LISTED ENTRIES Start Marker
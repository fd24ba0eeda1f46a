//! Tumblr Direct Message Exporter Library
//!
//! This library provides tools to:
//! - Log in to the Tumblr web app, including the second-factor step
//! - Walk the cursor-paginated conversation and message feeds
//! - Resolve a conversation by id, by counterpart, or from a menu
//! - Normalize text, image and post messages into a chronological transcript
//! - Write the transcript to the terminal, one file, or one file per day

pub mod auth;
pub mod clock;
pub mod config;
pub mod conversations;
pub mod error;
pub mod messages;
pub mod pager;
pub mod prompt;
pub mod session;
pub mod transcript;

// Re-export common types
pub use auth::{authenticate, Credentials};
pub use clock::Clock;
pub use config::Config;
pub use conversations::{ConversationTarget, IdentityMap, Resolved};
pub use error::{Error, Result};
pub use prompt::{Prompter, ScriptedPrompter, TerminalPrompter};
pub use session::{Session, SessionLock, WebClient};
pub use transcript::{Destination, Transcript};

// Commands module uses re-exported types, so it must be declared after the re-exports
pub mod commands;
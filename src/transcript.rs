//! Ordered transcript and its output destinations

use std::collections::BTreeMap;
use std::fs;
use std::io::Write;
use std::path::{Path, PathBuf};

use tracing::info;

use crate::clock::Clock;
use crate::error::{Error, Result};
use crate::messages::MessageRecord;

/// Rendered lines keyed by millisecond timestamp.
///
/// A second record with the same timestamp replaces the first.
#[derive(Debug, Clone, Default, PartialEq, Eq)]
pub struct Transcript {
    records: BTreeMap<i64, String>,
}

impl Transcript {
    /// Insert a record, returning the line it replaced.
    pub fn insert(&mut self, record: MessageRecord) -> Option<String> {
        self.records
            .insert(record.timestamp_millis, record.rendered_line)
    }

    pub fn len(&self) -> usize {
        self.records.len()
    }

    pub fn is_empty(&self) -> bool {
        self.records.is_empty()
    }

    /// Ascending by timestamp.
    pub fn records(&self) -> impl Iterator<Item = (i64, &str)> {
        self.records.iter().map(|(ts, line)| (*ts, line.as_str()))
    }

    pub fn lines(&self) -> Vec<&str> {
        self.records.values().map(String::as_str).collect()
    }

    /// Lines grouped by `YYYYMMDD`, each group still ascending.
    pub fn by_day(&self, clock: &Clock) -> BTreeMap<String, Vec<&str>> {
        let mut days: BTreeMap<String, Vec<&str>> = BTreeMap::new();
        for (ts, line) in self.records() {
            days.entry(clock.day_key(ts)).or_default().push(line);
        }
        days
    }
}

impl FromIterator<MessageRecord> for Transcript {
    fn from_iter<I: IntoIterator<Item = MessageRecord>>(iter: I) -> Self {
        let mut transcript = Transcript::default();
        for record in iter {
            transcript.insert(record);
        }
        transcript
    }
}

/// Where the transcript goes.
#[derive(Debug, Clone, PartialEq, Eq)]
pub enum Destination {
    /// Interactive output.
    Stdout,
    /// All lines in one file.
    File(PathBuf),
    /// One file per calendar day, date inserted before the extension.
    SplitByDay(PathBuf),
    /// What would have been printed, saved to a file instead.
    Capture(PathBuf),
}

impl Destination {
    pub fn from_options(output: Option<PathBuf>, split: bool) -> Self {
        match output {
            None => Self::Stdout,
            Some(path) if split => Self::SplitByDay(path),
            Some(path) => Self::File(path),
        }
    }
}

/// What [`emit`] wrote.
#[derive(Debug, Clone, Default, PartialEq, Eq)]
pub struct EmitReport {
    pub files: Vec<PathBuf>,
    pub lines: usize,
}

/// `out.txt` + `20240101` → `out-20240101.txt`
pub fn split_path(base: &Path, day: &str) -> PathBuf {
    let stem = base
        .file_stem()
        .map(|s| s.to_string_lossy().into_owned())
        .unwrap_or_else(|| "transcript".to_string());
    let name = match base.extension() {
        Some(ext) => format!("{}-{}.{}", stem, day, ext.to_string_lossy()),
        None => format!("{}-{}", stem, day),
    };
    base.with_file_name(name)
}

fn file_body(lines: &[&str]) -> String {
    let mut body = lines.join("\n");
    body.push('\n');
    body
}

fn screen_body(lines: &[&str]) -> String {
    let mut body = lines.join("\n");
    body.push_str("\n\n");
    body
}

fn write_file(path: &Path, content: &str) -> Result<()> {
    fs::write(path, content).map_err(|source| Error::OutputWrite {
        path: path.to_path_buf(),
        source,
    })
}

/// Name reported when the terminal cannot be written.
pub const SCREEN: &str = "<stdout>";

fn write_screen(screen: &mut dyn Write, content: &str) -> Result<()> {
    screen
        .write_all(content.as_bytes())
        .and_then(|()| screen.flush())
        .map_err(|source| Error::OutputWrite {
            path: PathBuf::from(SCREEN),
            source,
        })
}

/// Write the transcript; `screen` receives interactive output.
pub fn emit(
    transcript: &Transcript,
    destination: &Destination,
    clock: &Clock,
    screen: &mut dyn Write,
) -> Result<EmitReport> {
    let lines = transcript.lines();
    let mut report = EmitReport {
        files: Vec::new(),
        lines: lines.len(),
    };

    match destination {
        Destination::Stdout => {
            write_screen(screen, &screen_body(&lines))?;
        }
        Destination::File(path) => {
            write_file(path, &file_body(&lines))?;
            report.files.push(path.clone());
        }
        Destination::SplitByDay(base) => {
            for (day, day_lines) in transcript.by_day(clock) {
                let path = split_path(base, &day);
                write_file(&path, &file_body(&day_lines))?;
                report.files.push(path);
            }
        }
        Destination::Capture(path) => {
            write_file(path, &screen_body(&lines))?;
            write_screen(
                screen,
                &format!("Conversation output saved to {}\n", path.display()),
            )?;
            report.files.push(path.clone());
        }
    }

    info!(lines = report.lines, files = report.files.len(), "transcript written");
    Ok(report)
}
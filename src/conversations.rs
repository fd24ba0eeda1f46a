//! Conversation discovery and participant identities

use std::collections::HashMap;
use std::ops::ControlFlow;

use serde::Deserialize;
use serde_json::Value;
use tracing::{debug, info, warn};

use crate::config::{blog_host, BLOG_SUFFIX};
use crate::error::{Error, Result};
use crate::pager::{Pager, CONVERSATIONS_NEXT};
use crate::prompt::Prompter;
use crate::session::Session;

/// Participant uuid → display (blog) name.
pub type IdentityMap = HashMap<String, String>;

/// Which conversation to export.
#[derive(Debug, Clone, PartialEq, Eq)]
pub enum ConversationTarget {
    /// Known conversation id.
    Id(String),
    /// Conversation with the blog of this name.
    Counterpart(String),
    /// Pick from a menu of every conversation.
    Interactive,
}

impl ConversationTarget {
    /// An explicit id wins over a counterpart name; blank values are ignored.
    pub fn from_options(id: Option<String>, counterpart: Option<String>) -> Self {
        let id = id.map(|s| s.trim().to_string()).filter(|s| !s.is_empty());
        let counterpart = counterpart
            .map(|s| s.trim().to_string())
            .filter(|s| !s.is_empty());
        match (id, counterpart) {
            (Some(id), _) => Self::Id(id),
            (None, Some(name)) => Self::Counterpart(name),
            (None, None) => Self::Interactive,
        }
    }
}

#[derive(Debug, Clone, PartialEq, Eq, Deserialize)]
pub struct Participant {
    pub uuid: String,
    pub name: String,
}

#[derive(Debug, Clone, PartialEq, Eq, Deserialize)]
pub struct Conversation {
    pub id: String,
    #[serde(default)]
    pub participants: Vec<Participant>,
}

impl Conversation {
    pub fn participant_names(&self) -> Vec<&str> {
        self.participants.iter().map(|p| p.name.as_str()).collect()
    }

    /// Menu line, e.g. `[1] abc123: myblog <=> friend`.
    pub fn menu_line(&self, index: usize) -> String {
        format!("[{}] {}: {}", index, self.id, self.participant_names().join(" <=> "))
    }
}

#[derive(Debug, Deserialize)]
struct ConversationsPage {
    response: ConversationsBody,
}

#[derive(Debug, Deserialize)]
struct ConversationsBody {
    #[serde(default)]
    conversations: Vec<Conversation>,
}

/// Result of resolution: the chosen conversation and who is who.
#[derive(Debug, Clone, PartialEq, Eq)]
pub struct Resolved {
    pub conversation_id: String,
    pub identities: IdentityMap,
}

/// First page of the conversations feed for `blog`.
pub fn conversations_path(blog: &str, now_millis: i64) -> String {
    format!(
        "/svc/conversations?participant={}&_={}",
        blog_host(blog),
        now_millis
    )
}

/// Accumulates identities and menu entries page by page.
struct ConversationScan<'t> {
    blog_host: String,
    target: &'t ConversationTarget,
    identities: IdentityMap,
    menu: Vec<Conversation>,
    chosen: Option<String>,
    error: Option<Error>,
}

impl<'t> ConversationScan<'t> {
    fn new(blog: &str, target: &'t ConversationTarget) -> Self {
        Self {
            blog_host: blog_host(blog),
            target,
            identities: IdentityMap::new(),
            menu: Vec::new(),
            chosen: None,
            error: None,
        }
    }

    fn is_self(&self, participant: &Participant) -> bool {
        format!("{}{}", participant.name, BLOG_SUFFIX) == self.blog_host
    }

    fn is_target(&self, conversation: &Conversation) -> bool {
        match self.target {
            ConversationTarget::Id(id) => conversation.id == *id,
            ConversationTarget::Counterpart(name) => {
                conversation.participants.iter().any(|p| p.name == *name)
            }
            ConversationTarget::Interactive => false,
        }
    }

    fn record(&mut self, conversation: &Conversation) {
        for participant in &conversation.participants {
            self.identities
                .insert(participant.uuid.clone(), participant.name.clone());
        }
    }

    fn on_page(&mut self, page: &Value) -> ControlFlow<()> {
        let page: ConversationsPage = match serde_json::from_value(page.clone()) {
            Ok(page) => page,
            Err(e) => {
                self.error = Some(Error::ProtocolShape(format!("conversations feed: {}", e)));
                return ControlFlow::Break(());
            }
        };

        for conversation in page.response.conversations {
            for participant in &conversation.participants {
                if self.is_self(participant) {
                    self.identities
                        .insert(participant.uuid.clone(), participant.name.clone());
                }
            }

            if self.is_target(&conversation) {
                self.record(&conversation);
                self.chosen = Some(conversation.id);
                return ControlFlow::Break(());
            }

            if !self.menu.iter().any(|c| c.id == conversation.id) {
                self.menu.push(conversation);
            }
        }
        ControlFlow::Continue(())
    }

    /// Ask until the operator picks a valid 1-based menu entry.
    fn choose(&mut self, prompter: &mut dyn Prompter) -> Result<String> {
        if self.menu.is_empty() {
            return Err(Error::ConversationNotFound(format!(
                "no conversations for {}",
                self.blog_host
            )));
        }

        let mut listing = String::from("Conversations:");
        for (i, conversation) in self.menu.iter().enumerate() {
            listing.push('\n');
            listing.push_str(&conversation.menu_line(i + 1));
        }
        prompter.show(&listing)?;

        let index = loop {
            let answer = prompter.ask("Select conversation by number: ")?;
            match answer.parse::<usize>() {
                Ok(n) if (1..=self.menu.len()).contains(&n) => break n - 1,
                _ => debug!(answer, "invalid selection"),
            }
        };

        let conversation = self.menu.swap_remove(index);
        self.record(&conversation);
        prompter.show(&format!("Selected conversation ID: {}", conversation.id))?;
        Ok(conversation.id)
    }
}

/// Find the conversation to export and the identities of its participants.
pub async fn resolve(
    session: &Session,
    blog: &str,
    target: &ConversationTarget,
    page_retries: u32,
    prompter: &mut dyn Prompter,
) -> Result<Resolved> {
    info!("Fetching conversations...");
    let mut scan = ConversationScan::new(blog, target);
    let path = conversations_path(blog, chrono::Utc::now().timestamp_millis());

    let summary = Pager::new(session)
        .with_retries(page_retries)
        .fetch_all(&path, CONVERSATIONS_NEXT, |page| scan.on_page(page))
        .await;
    debug!(pages = summary.pages, "conversations scanned");

    if let Some(err) = scan.error.take() {
        return Err(err);
    }

    let conversation_id = match scan.chosen.take() {
        Some(id) => id,
        None => {
            if *target != ConversationTarget::Interactive {
                warn!(wanted = ?target, "conversation not found, falling back to selection");
            }
            scan.choose(prompter)?
        }
    };

    Ok(Resolved {
        conversation_id,
        identities: scan.identities,
    })
}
LISTED ENTRIES End Marker
YOUR ASSIGNMENT:
Reproduce exactly, and only, the lines from the start of the entries through the one that contains "pub mod clock;".

EXPECTED OUTPUT:
repository fd24ba0eeda1f46a
//! Tumblr Direct Message Exporter Library
//!
//! This library provides tools to:
//! - Log in to the Tumblr web app, including the second-factor step
//! - Walk the cursor-paginated conversation and message feeds
//! - Resolve a conversation by id, by counterpart, or from a menu
//! - Normalize text, image and post messages into a chronological transcript
//! - Write the transcript to the terminal, one file, or one file per day

pub mod auth;
pub mod clock;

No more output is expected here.